Chapter 18 closes with the verbal harassment of the Assyrian emissaries against the people in Jerusalem. When Hezekiah heard about Rabshakeh’s blasphemous speech, he was deeply distressed. He put on sackcloth (coarse fabric made from camel or goat hair that was worn to indicate grief and humility) and went to the Temple. He sent Eliakim and Shebna, who had heard Rabshakeh, and some of the priests to Isaiah the prophet to petition his prayers.

“The remnant that are left” (chapter 19, verse 4) refers to the inhabitants of Jerusalem. The ten tribes making up the Northern Kingdom of Israel had been conquered and taken into captivity. Assyria had also overcome many of Judah’s outlying cities.

In verses 6-7, Isaiah responded to Hezekiah’s messengers with a promise from God for deliverance.

Because he had heard rumor of an attack by Ethiopia, Sennacherib sent Hezekiah a blasphemous letter in an effort to make him surrender (verses 10-13). By mentioning both conquered locations and kings, it was implied that Hezekiah was personally in danger. Even more importantly, he intimated that God himself was weak and unable to deliver His people.

Hezekiah responded by going to the Temple and spreading the letter before the Lord. His prayer was profound and exemplary.

  • He acknowledged God as the Creator and sovereign over the whole earth.
  • He stated the facts — Sennacherib had reproached God, and had also overcome other countries because their gods “were no gods.”
  • He asked God to deliver Jerusalem so that His Name would be glorified.

God’s reply, delivered through Isaiah, is recorded in verses 21-34. It included a rebuke to Sennacherib — quoting his own words (verses 23-24), reminding him that his victories were allowed by God (verses 25-26), and predicting his judgment (verses 27-28).
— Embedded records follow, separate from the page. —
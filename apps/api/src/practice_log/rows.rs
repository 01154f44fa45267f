//! Persisted row shapes and their conversion to and from domain models.

use chrono::{DateTime, Utc};
use sqlx::types::Json;
use sqlx::FromRow;
use uuid::Uuid;

use super::models::{Assignment, Entry, Label, LabelDuration};
use super::time_series::DatedDuration;

#[derive(Debug, Clone, FromRow)]
pub struct LogEntryRow {
    pub id: Uuid,
    pub username: String,
    pub date: DateTime<Utc>,
    pub duration: i32,
    pub message: String,
    pub details: String,
    pub assignments: Json<Vec<Assignment>>,
}

impl LogEntryRow {
    pub fn from_model(entry: &Entry) -> Self {
        Self {
            id: entry.id,
            username: entry.username.clone(),
            date: entry.date,
            duration: entry.duration,
            message: entry.message.clone(),
            details: entry.details.clone(),
            assignments: Json(entry.assignments.clone()),
        }
    }

    /// Labels are loaded separately and start empty.
    pub fn into_model(self) -> Entry {
        Entry {
            id: self.id,
            username: self.username,
            date: self.date,
            duration: self.duration,
            labels: Vec::new(),
            message: self.message,
            details: self.details,
            assignments: self.assignments.0,
        }
    }
}

#[derive(Debug, Clone, FromRow)]
pub struct LogLabelRow {
    pub id: Uuid,
    pub username: String,
    pub parent_id: Option<Uuid>,
    pub name: String,
}

impl LogLabelRow {
    pub fn from_model(label: &Label) -> Self {
        Self {
            id: label.id,
            username: label.username.clone(),
            parent_id: label.parent_id,
            name: label.name.clone(),
        }
    }

    pub fn into_model(self) -> Label {
        Label {
            id: self.id,
            username: self.username,
            parent_id: self.parent_id,
            name: self.name,
            children: Vec::new(),
        }
    }
}

/// A label joined through the association table to the entry it is attached to.
#[derive(Debug, Clone, FromRow)]
pub struct EntryLabelRow {
    pub entry_id: Uuid,
    pub label_id: Uuid,
    pub username: String,
    pub parent_id: Option<Uuid>,
    pub name: String,
}

impl EntryLabelRow {
    pub fn into_model(self) -> (Uuid, Label) {
        (
            self.entry_id,
            Label {
                id: self.label_id,
                username: self.username,
                parent_id: self.parent_id,
                name: self.name,
                children: Vec::new(),
            },
        )
    }
}

#[derive(Debug, Clone, FromRow)]
pub struct LabelDurationRow {
    pub label_id: Uuid,
    pub duration: i64,
}

impl From<LabelDurationRow> for LabelDuration {
    fn from(row: LabelDurationRow) -> Self {
        LabelDuration {
            label_id: row.label_id,
            duration: row.duration,
        }
    }
}

#[derive(Debug, Clone, FromRow)]
pub struct DatedDurationRow {
    pub date: DateTime<Utc>,
    pub duration: i32,
}

impl From<DatedDurationRow> for DatedDuration {
    fn from(row: DatedDurationRow) -> Self {
        DatedDuration {
            date: row.date,
            duration: row.duration,
        }
    }
}
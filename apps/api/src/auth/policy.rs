use std::collections::HashSet;

use super::AuthError;

/// Decides whether a verified identity may use the service.
pub trait AccessPolicy: Send + Sync {
    fn check(&self, email: &str) -> Result<(), AuthError>;
}

/// Admits exactly the configured e-mail addresses, compared case-insensitively.
#[derive(Debug, Clone, Default)]
pub struct AllowList {
    emails: HashSet<String>,
}

impl AllowList {
    pub fn new<I, S>(emails: I) -> Self
    where
        I: IntoIterator<Item = S>,
        S: AsRef<str>,
    {
        Self {
            emails: emails
                .into_iter()
                .map(|e| e.as_ref().trim().to_lowercase())
                .filter(|e| !e.is_empty())
                .collect(),
        }
    }

    pub fn len(&self) -> usize {
        self.emails.len()
    }

    pub fn is_empty(&self) -> bool {
        self.emails.is_empty()
    }
}

impl AccessPolicy for AllowList {
    fn check(&self, email: &str) -> Result<(), AuthError> {
        if self.emails.contains(&email.trim().to_lowercase()) {
            Ok(())
        } else {
            Err(AuthError::NotAllowed(email.to_string()))
        }
    }
}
The Assyrians were known for their cruelty and they intended to abuse the Jewish people, but God said He would turn it around and put His “hook in thy nose.”

Verses 29-34 contain the promise to Hezekiah and the people of Judah. God promised to deliver the city without an arrow being shot in it.
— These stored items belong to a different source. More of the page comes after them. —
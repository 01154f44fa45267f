pub mod health;

use axum::{
    middleware,
    routing::{get, post},
    Router,
};

use crate::auth::{authenticate, handlers as auth_handlers};
use crate::practice_log;
use crate::state::AppState;
use crate::video_log;

pub fn build_router(state: AppState) -> Router {
    let v1 = practice_log::routes()
        .merge(video_log::v1_routes())
        .route("/token/validate", post(auth_handlers::handle_validate_token));
    let v2 = practice_log::routes().merge(video_log::v2_routes());

    let api = Router::new()
        .nest("/api/v1", v1)
        .nest("/api/v2", v2)
        .route_layer(middleware::from_fn_with_state(state.clone(), authenticate));

    Router::new()
        .route("/health", get(health::health_handler))
        .merge(api)
        .with_state(state)
}
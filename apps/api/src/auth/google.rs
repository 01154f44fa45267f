use std::time::Duration;

use async_trait::async_trait;
use reqwest::Client;
use serde::{Deserialize, Serialize};

use super::AuthError;

const TOKEN_INFO_URL: &str = "https://www.googleapis.com/oauth2/v2/tokeninfo";
const USER_INFO_URL: &str = "https://www.googleapis.com/oauth2/v1/userinfo";

/// Claims Google reports for a verified ID token.
#[derive(Debug, Clone, PartialEq, Eq, Deserialize)]
pub struct TokenInfo {
    pub email: String,
    #[serde(default)]
    pub scope: String,
    #[serde(default)]
    pub verified_email: bool,
    #[serde(default)]
    pub expires_in: Option<i64>,
}

#[derive(Debug, Clone, Default, PartialEq, Eq, Serialize, Deserialize)]
#[serde(default)]
pub struct GoogleUserInfo {
    pub id: String,
    pub email: String,
    pub family_name: String,
    pub given_name: String,
    pub name: String,
    pub locale: String,
    pub picture: String,
    pub verified_email: bool,
}

/// Verifies bearer tokens against an identity provider.
#[async_trait]
pub trait TokenVerifier: Send + Sync {
    async fn verify_id_token(&self, id_token: &str) -> Result<TokenInfo, AuthError>;

    async fn user_info(&self, access_token: &str) -> Result<GoogleUserInfo, AuthError>;
}

#[derive(Clone)]
pub struct GoogleTokenVerifier {
    client: Client,
}

impl GoogleTokenVerifier {
    pub fn new() -> Result<Self, AuthError> {
        let client = Client::builder()
            .timeout(Duration::from_secs(10))
            .build()
            .map_err(|e| AuthError::Upstream(e.to_string()))?;
        Ok(Self { client })
    }
}

#[async_trait]
impl TokenVerifier for GoogleTokenVerifier {
    async fn verify_id_token(&self, id_token: &str) -> Result<TokenInfo, AuthError> {
        let response = self
            .client
            .get(TOKEN_INFO_URL)
            .query(&[("id_token", id_token)])
            .send()
            .await
            .map_err(|e| AuthError::Upstream(format!("token info request failed: {e}")))?;

        // Google answers 400 for malformed and expired tokens alike.
        if !response.status().is_success() {
            return Err(AuthError::InvalidToken(abbreviate(id_token, 20)));
        }

        response
            .json::<TokenInfo>()
            .await
            .map_err(|_| AuthError::InvalidToken(abbreviate(id_token, 20)))
    }

    async fn user_info(&self, access_token: &str) -> Result<GoogleUserInfo, AuthError> {
        let response = self
            .client
            .get(USER_INFO_URL)
            .query(&[("alt", "json"), ("access_token", access_token)])
            .send()
            .await
            .map_err(|e| {
                AuthError::Upstream(format!("unable to fetch user information from Google API: {e}"))
            })?;

        if !response.status().is_success() {
            return Err(AuthError::Upstream(format!(
                "Google user info endpoint returned {}",
                response.status()
            )));
        }

        response.json().await.map_err(|e| {
            AuthError::Upstream(format!(
                "unable to decode user information from Google API response: {e}"
            ))
        })
    }
}

/// Shortens a token for logs and error messages.
pub fn abbreviate(token: &str, max_chars: usize) -> String {
    if token.chars().count() > max_chars {
        let head: String = token.chars().take(max_chars).collect();
        format!("{head}...")
    } else {
        token.to_string()
    }
}
mod auth;
mod config;
mod db;
mod errors;
mod extract;
mod practice_log;
mod routes;
mod state;
mod store;
mod video_log;
mod youtube;

#[cfg(test)]
mod test_support;

use anyhow::{Context, Result};
use axum::http::HeaderValue;
use std::net::SocketAddr;
use std::sync::Arc;
use tower_http::{
    cors::{AllowOrigin, CorsLayer},
    trace::TraceLayer,
};
use tracing::{info, warn};
use tracing_subscriber::{layer::SubscriberExt, util::SubscriberInitExt, EnvFilter};

use crate::auth::google::GoogleTokenVerifier;
use crate::auth::policy::AllowList;
use crate::config::Config;
use crate::db::{create_pool, run_migrations};
use crate::practice_log::store::PgPracticeLogStore;
use crate::routes::build_router;
use crate::state::AppState;
use crate::video_log::store::PgVideoLogStore;
use crate::youtube::YouTubeClient;

#[tokio::main]
async fn main() -> Result<()> {
    // Load configuration first (fails on missing required env vars)
    let config = Config::from_env()?;

    // Initialize structured logging
    tracing_subscriber::registry()
        .with(EnvFilter::try_from_default_env().unwrap_or_else(|_| {
            EnvFilter::new(format!("{}={}", env!("CARGO_PKG_NAME"), &config.rust_log))
        }))
        .with(tracing_subscriber::fmt::layer())
        .init();

    info!("Starting practice log API v{}", env!("CARGO_PKG_VERSION"));

    // Initialize PostgreSQL
    let db = create_pool(&config.database_url, config.db_max_connections).await?;
    if config.run_migrations {
        run_migrations(&db).await?;
    }

    // Initialize external clients
    let youtube = YouTubeClient::new(config.youtube_api_key.clone())
        .context("failed to build YouTube client")?;
    if config.youtube_api_key.is_none() {
        warn!("YOUTUBE_API_KEY is not set; playlist reloads will fail");
    }
    let verifier = GoogleTokenVerifier::new().context("failed to build Google token client")?;

    let policy = AllowList::new(&config.allowed_emails);
    if config.auth_enabled {
        info!("Authentication enabled for {} allowed e-mails", policy.len());
    } else {
        warn!(
            "Authentication disabled; every request acts as {}",
            config.default_username
        );
    }

    // Build app state
    let state = AppState {
        config: config.clone(),
        practice_log: Arc::new(PgPracticeLogStore::new(db.clone())),
        video_log: Arc::new(PgVideoLogStore::new(db)),
        youtube: Arc::new(youtube),
        verifier: Arc::new(verifier),
        policy: Arc::new(policy),
    };

    // Build router
    let app = build_router(state)
        .layer(TraceLayer::new_for_http())
        .layer(cors_layer(&config)?);

    let addr: SocketAddr = format!("0.0.0.0:{}", config.port).parse()?;
    info!("Listening on {addr}");

    let listener = tokio::net::TcpListener::bind(addr).await?;
    axum::serve(listener, app).await?;

    Ok(())
}

fn cors_layer(config: &Config) -> Result<CorsLayer> {
    match &config.cors_allow_origin {
        None => Ok(CorsLayer::permissive()),
        Some(origin) => {
            let origin = HeaderValue::from_str(origin)
                .with_context(|| format!("CORS_ALLOW_ORIGIN '{origin}' is not a valid origin"))?;
            Ok(CorsLayer::permissive().allow_origin(AllowOrigin::exact(origin)))
        }
    }
}
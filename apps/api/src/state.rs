use std::sync::Arc;

use crate::auth::google::TokenVerifier;
use crate::auth::policy::AccessPolicy;
use crate::config::Config;
use crate::practice_log::store::PracticeLogStore;
use crate::video_log::store::VideoLogStore;
use crate::youtube::VideoPlatform;

/// Shared application state injected into all route handlers via Axum extractors.
///
/// Every backend sits behind a trait object so handler tests can swap in
/// in-memory fakes.
#[derive(Clone)]
pub struct AppState {
    pub config: Config,
    pub practice_log: Arc<dyn PracticeLogStore>,
    pub video_log: Arc<dyn VideoLogStore>,
    pub youtube: Arc<dyn VideoPlatform>,
    pub verifier: Arc<dyn TokenVerifier>,
    /// Default: `AllowList` built from ALLOWED_EMAILS.
    pub policy: Arc<dyn AccessPolicy>,
}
The conclusion of the chapter tells how an angel from God slew 185,000 men of Assyria’s army. And Sennacherib’s sons killed him after he returned home to Nineveh.
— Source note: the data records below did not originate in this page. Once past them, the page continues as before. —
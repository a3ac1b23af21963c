use serde::Deserialize;
use std::fs::File;
use std::io::Read;
use std::path::{Path, PathBuf};

use crate::common::VisError;

pub const DEFAULT_CDN_BASE_URL: &str = "https://unpkg.com/circuitsvis";
/// Version of the published rendering bundle the generated HTML imports.
pub const DEFAULT_BUNDLE_VERSION: &str = "1.35.0";
pub const DEFAULT_ELEMENT_ID_PREFIX: &str = "circuits-vis-";
pub const DEFAULT_CONTAINER_STYLE: &str = "margin: 15px 0;";

pub const ENV_BUNDLE_VERSION: &str = "CIRCUITSVIS_BUNDLE_VERSION";
pub const ENV_CDN_BASE_URL: &str = "CIRCUITSVIS_CDN_BASE_URL";
pub const ENV_LOCAL_BUNDLE: &str = "CIRCUITSVIS_LOCAL_BUNDLE";

#[derive(Deserialize, Debug, Clone, PartialEq)]
#[serde(default)]
pub struct RenderConfig {
    #[serde(alias = "cdn_url")]
    pub cdn_base_url: String,
    #[serde(alias = "version")]
    pub bundle_version: String,
    /// Built `iife.js` bundle to inline instead of importing from the CDN.
    pub local_bundle_path: Option<PathBuf>,
    pub element_id_prefix: String,
    pub container_style: String,
}

impl Default for RenderConfig {
    fn default() -> Self {
        RenderConfig {
            cdn_base_url: DEFAULT_CDN_BASE_URL.to_string(),
            bundle_version: DEFAULT_BUNDLE_VERSION.to_string(),
            local_bundle_path: None,
            element_id_prefix: DEFAULT_ELEMENT_ID_PREFIX.to_string(),
            container_style: DEFAULT_CONTAINER_STYLE.to_string(),
        }
    }
}

impl RenderConfig {
    pub fn load(config_path: &str) -> Result<Self, VisError> {
        if !Path::new(config_path).exists() {
            return Err(VisError::Config(format!("Config file not found at: {}", config_path)));
        }

        let mut file = File::open(config_path)?;
        let mut contents = String::new();
        file.read_to_string(&mut contents)?;

        let config: RenderConfig = serde_json::from_str(&contents)
            .map_err(|e| {
                VisError::Config(format!("Failed to deserialize JSON from {}: {}", config_path, e))
            })?;
        config.validate()?;

        Ok(config)
    }

    /// Applies `CIRCUITSVIS_*` environment variables on top of this config.
    pub fn with_env_overrides(self) -> Self {
        self.with_overrides_from(|key| std::env::var(key).ok())
    }

    fn with_overrides_from<F>(mut self, lookup: F) -> Self
    where
        F: Fn(&str) -> Option<String>,
    {
        if let Some(version) = lookup(ENV_BUNDLE_VERSION).filter(|v| !v.is_empty()) {
            self.bundle_version = version;
        }
        if let Some(url) = lookup(ENV_CDN_BASE_URL).filter(|v| !v.is_empty()) {
            self.cdn_base_url = url;
        }
        if let Some(path) = lookup(ENV_LOCAL_BUNDLE).filter(|v| !v.is_empty()) {
            self.local_bundle_path = Some(PathBuf::from(path));
        }
        self
    }

    pub fn validate(&self) -> Result<(), VisError> {
        if self.bundle_version.trim().is_empty() {
            return Err(VisError::Config("bundle_version must not be empty".to_string()));
        }
        if self.cdn_base_url.trim().is_empty() {
            return Err(VisError::Config("cdn_base_url must not be empty".to_string()));
        }
        if self.cdn_base_url.contains('"') || self.bundle_version.contains('"') {
            return Err(VisError::Config(
                "cdn_base_url and bundle_version must not contain quotes".to_string(),
            ));
        }
        Ok(())
    }

    /// ES module entry point of the pinned bundle.
    pub fn cdn_module_url(&self) -> String {
        format!(
            "{}@{}/dist/cdn/esm.js",
            self.cdn_base_url.trim_end_matches('/'),
            self.bundle_version
        )
    }
}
(Hannah’s Bible Outlines - Used by permission per WORDsearch)
II. The reigns of the kings of Judah
    A. Hezekiah
         3. The siege of Jerusalem by Sennacherib
         d. The counsel of Hezekiah with Isaiah (19:1-7)
             (1) Hezekiah’s message to Isaiah (19:1-5)
             (2) Isaiah’s reply (19:6-7)
         e. Sennacherib’s message to Hezekiah (19:8-34)
             (1) The message (19:8-13)
             (2) The prayer of Hezekiah (19:14-19)
             (3) The answer through Isaiah (19:20-34)
         f.  The defeat and death of Sennacherib (19:35-37)


  1. How do you think the fearful messengers responded to the words of Isaiah on their way to report back to Hezekiah?

  2. What did Hezekiah do with Sennacherib’s letter after reading it?

  3. Describe a time when God has given you a mighty deliverance.


Whatever circumstances we may face, we can pour out our pleas to God and know that He is able to work marvelously in our behalf.